Q: Is Cobol still widely used in legacy applications deployed on mainframe computers? ¶
A: Yes, such as large-scale batch and transaction processing jobs.
Q: Is Cobol declared hierarchically through the use of level-numbers which indicate if a data item is part of another? ¶
A: Yes.
Q: Was Cobol outdated or dead and that 55% believed their students thought COBOL was outdated or dead? ¶
A: Yes.
Q: Is Cobol an industry language and is not the property of any company or group of companies? ¶
A: Yes, or of any organization or group of organizations.
Q: Was Cobol used for the majority of their internal software? ¶
A: Yes.
Q: Is Cobol now purely to maintain existing applications? ¶
A: Yes.
Q: Was Cobol intended to be a highly portable? ¶
A: Yes, and "common" language.
Q: Was Cobol designed in 1959 by CODASYL and was partly based on previous programming language design work by Grace Hopper, commonly referred to as "the mother of COBOL"? ¶
A: Yes, It was created as part of a US Department of Defense effort to create a portable programming language for data processing.

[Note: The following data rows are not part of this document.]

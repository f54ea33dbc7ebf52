//! Error types for the LogLens core library.

use thiserror::Error;

/// Reasons an analysis request is rejected outright.
///
/// Provider failures never appear here; they are absorbed into a fallback
/// [`Report`](crate::Report).
#[derive(Error, Debug, Clone, PartialEq, Eq)]
pub enum OrchestrationError {
    /// The input contained no files.
    #[error("no input")]
    NoInput,

    /// A file decoded to empty content.
    #[error("file '{name}' has no content")]
    EmptyContent {
        /// Name of the offending file.
        name: String,
    },

    /// The caller cancelled the analysis.
    #[error("analysis cancelled")]
    Cancelled,
}

/// Errors loading or validating configuration.
#[derive(Error, Debug)]
pub enum ConfigError {
    /// The config file could not be read.
    #[error("I/O error: {0}")]
    Io(#[from] std::io::Error),

    /// The TOML did not match the expected layout.
    #[error("Configuration parse error: {0}")]
    Parse(#[from] toml::de::Error),

    /// A value is out of range or inconsistent.
    #[error("Configuration error: {0}")]
    Invalid(String),

    /// The configured prompt file could not be loaded.
    #[error(transparent)]
    Prompt(#[from] loglens_llm::prompt::PromptError),

    /// The environment variable holding the API key is unset.
    #[error("API key environment variable '{0}' is not set")]
    MissingApiKey(String),
}
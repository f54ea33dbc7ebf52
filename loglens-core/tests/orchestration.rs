//! Integration Tests: End-to-End Analysis Flows
//!
//! These tests drive the `Orchestrator` against scripted providers under
//! paused Tokio time, so backoff waits are measured exactly and cost nothing.

use std::sync::Arc;
use std::time::Duration;

use serde_json::json;
use tokio::time::Instant;
use tokio_util::sync::CancellationToken;

use loglens_core::config::{LoglensConfig, ProviderKind};
use loglens_core::fallback::ENABLE_LLM_SUGGESTION;
use loglens_core::{
    AnalysisInput, DegradationReason, InputFile, Operation, OrchestrationError, Orchestrator,
    OrchestratorSettings, ReportMode,
};
use loglens_llm::mock::ScriptedClient;
use loglens_llm::{Capability, ErrorKind, InferenceError};

const ANSWER: &str = r#"{
  "processFlow": ["gateway", "worker"],
  "nodes": [{"id": "0", "label": "gateway"}, {"id": "1", "label": "worker"}],
  "edges": [{"id": "e0", "source": "0", "target": "1"}],
  "bottlenecks": {"identified": true, "items": [{"location": "worker", "impact": "14s queue wait"}]},
  "optimization": {"suggestions": ["Scale the render queue"]}
}"#;

fn two_files() -> AnalysisInput {
    AnalysisInput::new(vec![
        InputFile::new("a.log", "INFO forwarded job=81"),
        InputFile::new("b.log", "WARN job=81 waited 14s"),
    ])
}

fn with_retries(mock: &Arc<ScriptedClient>, max_retries: u32) -> Orchestrator {
    Orchestrator::with_settings(
        Capability::live(mock.clone()),
        OrchestratorSettings {
            max_retries,
            ..OrchestratorSettings::default()
        },
    )
}

fn server_error() -> InferenceError {
    InferenceError::Provider("HTTP 500 Internal Server Error: upstream crashed".into())
}

// ---------------------------------------------------------------------------
// Retry bounds
// ---------------------------------------------------------------------------

#[tokio::test(start_paused = true)]
async fn always_failing_provider_makes_n_plus_one_calls() {
    for n in [0u32, 1, 2, 5] {
        let mock = Arc::new(ScriptedClient::always_failing(server_error()));
        let report = with_retries(&mock, n)
            .analyze(&two_files())
            .await
            .expect("valid input always yields a report");

        assert_eq!(mock.calls(), n as usize + 1, "max_retries = {n}");
        assert_eq!(report.mode, ReportMode::Fallback);
        let diagnostics = report.diagnostics.expect("degraded report has diagnostics");
        assert_eq!(diagnostics.attempts, n + 1);
        assert_eq!(diagnostics.reason, DegradationReason::RetriesExhausted);
    }
}

#[tokio::test(start_paused = true)]
async fn success_on_attempt_k_makes_k_plus_one_calls() {
    for k in 0..=3usize {
        let mock = Arc::new(ScriptedClient::failing_then_succeeding(
            k,
            InferenceError::Timeout(30_000),
            ANSWER,
        ));
        let orchestrator = with_retries(&mock, 3);
        let report = orchestrator.analyze(&two_files()).await.expect("valid input");

        assert_eq!(mock.calls(), k + 1, "succeeds on attempt {k}");
        assert_eq!(report.mode, ReportMode::Llm);
        assert_eq!(orchestrator.status().analysis.retry_count as usize, k);
    }
}

#[tokio::test(start_paused = true)]
async fn fail_fail_succeed_waits_one_then_two_seconds() {
    let mock = Arc::new(ScriptedClient::failing_then_succeeding(2, server_error(), ANSWER));
    let report = with_retries(&mock, 3)
        .analyze(&two_files())
        .await
        .expect("valid input");

    assert_eq!(report.mode, ReportMode::Llm);
    assert_eq!(
        mock.gaps(),
        [Duration::from_millis(1000), Duration::from_millis(2000)]
    );
}

#[tokio::test(start_paused = true)]
async fn always_failing_with_three_retries_reports_last_error() {
    let mock = Arc::new(ScriptedClient::from_script(vec![
        Err(InferenceError::Timeout(30_000)),
        Err(InferenceError::Timeout(30_000)),
        Err(InferenceError::Timeout(30_000)),
        Err(server_error()),
    ]));
    let start = Instant::now();
    let report = with_retries(&mock, 3)
        .analyze(&two_files())
        .await
        .expect("valid input");

    assert_eq!(mock.calls(), 4);
    assert_eq!(start.elapsed(), Duration::from_millis(7000));
    assert_eq!(report.mode, ReportMode::Fallback);
    assert_eq!(report.suggestions, [ENABLE_LLM_SUGGESTION]);

    let diagnostics = report.diagnostics.expect("degraded");
    assert_eq!(diagnostics.error_kind, Some(ErrorKind::ProviderError));
    assert!(
        diagnostics
            .last_error
            .as_deref()
            .is_some_and(|e| e.contains("upstream crashed")),
        "last error should carry the provider message"
    );
}

// ---------------------------------------------------------------------------
// Fallback paths
// ---------------------------------------------------------------------------

#[tokio::test]
async fn unavailable_capability_falls_back_immediately() {
    let orchestrator = Orchestrator::new(Capability::unavailable("connection refused"));
    let report = orchestrator.analyze(&two_files()).await.expect("valid input");

    assert_eq!(report.mode, ReportMode::Fallback);
    assert_eq!(report.analysis.process_flow, json!(["a.log", "b.log"]));
    assert_eq!(report.suggestions, [ENABLE_LLM_SUGGESTION]);

    let diagnostics = report.diagnostics.expect("immediate fallback has diagnostics");
    assert_eq!(diagnostics.reason, DegradationReason::ProviderUnavailable);
    assert_eq!(diagnostics.attempts, 0);
    assert_eq!(diagnostics.last_error.as_deref(), Some("connection refused"));

    let counters = orchestrator.counters();
    assert_eq!(counters.immediate_fallbacks, 1);
    assert_eq!(counters.provider_attempts, 0);
}

#[tokio::test(start_paused = true)]
async fn unparseable_answer_falls_back_without_retrying() {
    let mock = Arc::new(ScriptedClient::succeeding(
        "Here is my analysis: the worker is slow.",
    ));
    let orchestrator = with_retries(&mock, 3);
    let report = orchestrator.analyze(&two_files()).await.expect("valid input");

    assert_eq!(mock.calls(), 1);
    assert_eq!(report.mode, ReportMode::Fallback);
    assert_eq!(
        report.diagnostics.map(|d| d.reason),
        Some(DegradationReason::UnparseableResponse)
    );
    assert_eq!(orchestrator.counters().parse_failures, 1);
}

#[tokio::test]
async fn llm_answer_becomes_the_report() {
    let mock = Arc::new(ScriptedClient::succeeding(format!("```json\n{ANSWER}\n```")));
    let report = with_retries(&mock, 3)
        .analyze(&two_files())
        .await
        .expect("valid input");

    assert!(report.is_llm());
    assert!(report.diagnostics.is_none());
    assert_eq!(report.analysis.process_flow_names(), ["gateway", "worker"]);
    assert_eq!(report.suggestions, ["Scale the render queue"]);
    assert_eq!(report.analysis.details, json!({}));
}

#[tokio::test(start_paused = true)]
async fn degraded_report_serialises_diagnostics() {
    let mock = Arc::new(ScriptedClient::always_failing(InferenceError::Unavailable(
        "connection refused".into(),
    )));
    let report = with_retries(&mock, 0)
        .analyze(&two_files())
        .await
        .expect("valid input");

    let value = serde_json::to_value(&report).expect("serialises");
    assert_eq!(value["mode"], "fallback");
    assert_eq!(value["diagnostics"]["reason"], "retries exhausted");
    assert_eq!(value["diagnostics"]["errorKind"], "unavailable");
    assert_eq!(value["diagnostics"]["attempts"], 1);
    assert!(value["diagnostics"]["lastError"]
        .as_str()
        .is_some_and(|e| e.contains("connection refused")));
}

// ---------------------------------------------------------------------------
// Preconditions
// ---------------------------------------------------------------------------

#[tokio::test]
async fn empty_input_is_rejected_regardless_of_capability() {
    let mock = Arc::new(ScriptedClient::succeeding(ANSWER));
    let live = with_retries(&mock, 3);
    let unavailable = Orchestrator::new(Capability::unavailable("none"));

    for orchestrator in [&live, &unavailable] {
        assert_eq!(
            orchestrator.analyze(&AnalysisInput::default()).await,
            Err(OrchestrationError::NoInput)
        );
        assert_eq!(orchestrator.status().current_operation, Operation::Idle);
    }
    assert_eq!(mock.calls(), 0);
    assert_eq!(live.counters().precondition_failures, 1);
    assert_eq!(live.counters().analyses, 0);
}

#[tokio::test]
async fn empty_file_is_rejected_without_calling_the_provider() {
    let mock = Arc::new(ScriptedClient::succeeding(ANSWER));
    let input = AnalysisInput::new(vec![
        InputFile::new("a.log", "x"),
        InputFile::from_bytes("empty.log", b""),
    ]);
    let result = with_retries(&mock, 3).analyze(&input).await;

    assert_eq!(
        result,
        Err(OrchestrationError::EmptyContent {
            name: "empty.log".into()
        })
    );
    assert_eq!(mock.calls(), 0);
}

// ---------------------------------------------------------------------------
// Status, cancellation and concurrency
// ---------------------------------------------------------------------------

#[tokio::test(start_paused = true)]
async fn status_tracks_a_running_analysis() {
    let mock = Arc::new(
        ScriptedClient::failing_then_succeeding(1, server_error(), ANSWER)
            .with_latency(Duration::from_millis(200)),
    );
    let orchestrator = with_retries(&mock, 3);
    let before = orchestrator.status();
    assert_eq!(before.current_operation, Operation::Idle);
    assert!(before.available);

    let input = two_files();
    let (report, during) = tokio::join!(orchestrator.analyze(&input), async {
        tokio::time::sleep(Duration::from_millis(100)).await;
        orchestrator.status()
    });

    assert!(report.expect("valid input").is_llm());
    assert_eq!(during.current_operation, Operation::Analyzing);

    let after = orchestrator.status();
    assert_eq!(after.current_operation, Operation::Idle);
    assert_eq!(after.analysis.retry_count, 1);
    assert_eq!(after.analysis.max_retries, 3);
    assert!(after.analysis.last_error.is_none());
    assert!(after.last_activity >= during.last_activity);
}

#[tokio::test(start_paused = true)]
async fn cancellation_interrupts_backoff() {
    let mock = Arc::new(ScriptedClient::always_failing(server_error()));
    let orchestrator = with_retries(&mock, 3);
    let token = CancellationToken::new();
    let input = two_files();

    let start = Instant::now();
    let (result, ()) = tokio::join!(orchestrator.analyze_with_cancel(&input, &token), async {
        tokio::time::sleep(Duration::from_millis(1500)).await;
        token.cancel();
    });

    assert_eq!(result, Err(OrchestrationError::Cancelled));
    assert_eq!(start.elapsed(), Duration::from_millis(1500));
    assert_eq!(mock.calls(), 2, "third attempt was due at 3000ms");
    assert_eq!(orchestrator.status().current_operation, Operation::Cancelled);
    assert_eq!(orchestrator.counters().cancellations, 1);
}

#[tokio::test]
async fn already_cancelled_token_makes_no_calls() {
    let mock = Arc::new(ScriptedClient::succeeding(ANSWER));
    let token = CancellationToken::new();
    token.cancel();

    let result = with_retries(&mock, 3)
        .analyze_with_cancel(&two_files(), &token)
        .await;
    assert_eq!(result, Err(OrchestrationError::Cancelled));
    assert_eq!(mock.calls(), 0);
}

#[tokio::test(start_paused = true)]
async fn single_slot_provider_serialises_concurrent_analyses() {
    let mock = Arc::new(
        ScriptedClient::succeeding(ANSWER)
            .single_slot()
            .with_latency(Duration::from_millis(300)),
    );
    let orchestrator = with_retries(&mock, 3);
    let (a, b, c) = (two_files(), two_files(), two_files());

    let start = Instant::now();
    let (ra, rb, rc) = tokio::join!(
        orchestrator.analyze(&a),
        orchestrator.analyze(&b),
        orchestrator.analyze(&c)
    );

    assert!(ra.expect("a").is_llm() && rb.expect("b").is_llm() && rc.expect("c").is_llm());
    assert_eq!(mock.peak_in_flight(), 1);
    assert_eq!(start.elapsed(), Duration::from_millis(900));
}

#[tokio::test(start_paused = true)]
async fn concurrent_provider_runs_analyses_in_parallel() {
    let mock =
        Arc::new(ScriptedClient::succeeding(ANSWER).with_latency(Duration::from_millis(300)));
    let orchestrator = Arc::new(with_retries(&mock, 3));

    let handles: Vec<_> = (0..3)
        .map(|_| {
            let orchestrator = Arc::clone(&orchestrator);
            tokio::spawn(async move { orchestrator.analyze(&two_files()).await })
        })
        .collect();
    for handle in handles {
        assert!(handle.await.expect("task joins").expect("valid input").is_llm());
    }

    assert_eq!(mock.peak_in_flight(), 3);
    assert_eq!(orchestrator.counters().llm_reports, 3);
    assert_eq!(orchestrator.counters().provider_attempts, 3);
}

#[tokio::test(start_paused = true)]
async fn status_reflects_the_latest_update_across_overlapping_analyses() {
    let mock =
        Arc::new(ScriptedClient::succeeding(ANSWER).with_latency(Duration::from_millis(100)));
    let orchestrator = Arc::new(with_retries(&mock, 0));

    let first = {
        let orchestrator = Arc::clone(&orchestrator);
        tokio::spawn(async move { orchestrator.analyze(&two_files()).await })
    };
    tokio::time::sleep(Duration::from_millis(50)).await;
    let second = {
        let orchestrator = Arc::clone(&orchestrator);
        tokio::spawn(async move { orchestrator.analyze(&two_files()).await })
    };
    tokio::time::sleep(Duration::from_millis(10)).await;
    assert_eq!(orchestrator.status().current_operation, Operation::Analyzing);

    // The first analysis finishes at 100ms; the second is still in flight.
    tokio::time::sleep(Duration::from_millis(60)).await;
    assert!(!second.is_finished());
    assert_eq!(orchestrator.status().current_operation, Operation::Idle);

    assert!(first.await.expect("task joins").expect("valid input").is_llm());
    assert!(second.await.expect("task joins").expect("valid input").is_llm());
    assert_eq!(orchestrator.status().current_operation, Operation::Idle);
}

// ---------------------------------------------------------------------------
// Startup from configuration
// ---------------------------------------------------------------------------

#[tokio::test]
async fn config_without_provider_runs_basic_analysis() {
    let mut config = LoglensConfig::default();
    config.llm.provider = ProviderKind::None;

    let orchestrator = Orchestrator::from_config(&config).await.expect("valid config");
    let status = orchestrator.status();
    assert!(!status.available);
    assert_eq!(status.error.as_deref(), Some("no inference provider configured"));
    assert!(status.provider.is_none());

    let report = orchestrator.analyze(&two_files()).await.expect("valid input");
    assert_eq!(report.mode, ReportMode::Fallback);
}

#[tokio::test]
async fn invalid_config_is_rejected_at_startup() {
    let mut config = LoglensConfig::default();
    config.llm.provider = ProviderKind::None;
    config.orchestrator.max_retries = 99;
    assert!(Orchestrator::from_config(&config).await.is_err());
}

#[tokio::test]
async fn custom_prompt_file_is_used() {
    let dir = tempfile::tempdir().expect("tempdir");
    let prompt_path = dir.path().join("prompt.toml");
    std::fs::write(
        &prompt_path,
        "[prompt]\nversion = \"test\"\nsystem = \"be brief\"\nuser = \"LOGS:\\n{files}\"\n",
    )
    .expect("write prompt");

    let mut config = LoglensConfig::default();
    config.llm.provider = ProviderKind::None;
    config.orchestrator.prompt_file = Some(prompt_path);

    let orchestrator = Orchestrator::from_config(&config).await.expect("valid config");
    assert_eq!(orchestrator.settings().prompt.version, "test");
}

Q: Is Cobol long variable names? ¶
A: Yes, and English words for commands and the separation of data descriptions and instructions.
Q: Was Cobol created and were not involved in its design? ¶
A: Yes, it was designed from the ground up as a computer language for business, with an emphasis on inputs and outputs, whose only data types were numbers and strings of text.
Q: Was Cobol also intended to be easy for programmers to learn and use? ¶
A: Yes, while still being readable to non-technical staff such as managers.